■ TASK ITEM
Return every record exactly as it appears. Leave nothing out.

*** Opening INFORMATION PROVIDED ***

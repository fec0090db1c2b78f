//! Poison-tolerant access to the std locks guarding host state.

use std::sync::{Mutex, MutexGuard, PoisonError, RwLock, RwLockReadGuard, RwLockWriteGuard};

pub(crate) fn read<T>(lock: &RwLock<T>) -> RwLockReadGuard<'_, T> {
    lock.read().unwrap_or_else(PoisonError::into_inner)
}

pub(crate) fn write<T>(lock: &RwLock<T>) -> RwLockWriteGuard<'_, T> {
    lock.write().unwrap_or_else(PoisonError::into_inner)
}

pub(crate) fn lock<T>(mutex: &Mutex<T>) -> MutexGuard<'_, T> {
    mutex.lock().unwrap_or_else(PoisonError::into_inner)
}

*** Closing INFORMATION PROVIDED ***

■ TASK RESULT
repository fec0090db1c2b78f
//! Poison-tolerant access to the std locks guarding host state.

use std::sync::{Mutex, MutexGuard, PoisonError, RwLock, RwLockReadGuard, RwLockWriteGuard};

pub(crate) fn read<T>(lock: &RwLock<T>) -> RwLockReadGuard<'_, T> {
    lock.read().unwrap_or_else(PoisonError::into_inner)
}

pub(crate) fn write<T>(lock: &RwLock<T>) -> RwLockWriteGuard<'_, T> {
    lock.write().unwrap_or_else(PoisonError::into_inner)
}

pub(crate) fn lock<T>(mutex: &Mutex<T>) -> MutexGuard<'_, T> {
    mutex.lock().unwrap_or_else(PoisonError::into_inner)
}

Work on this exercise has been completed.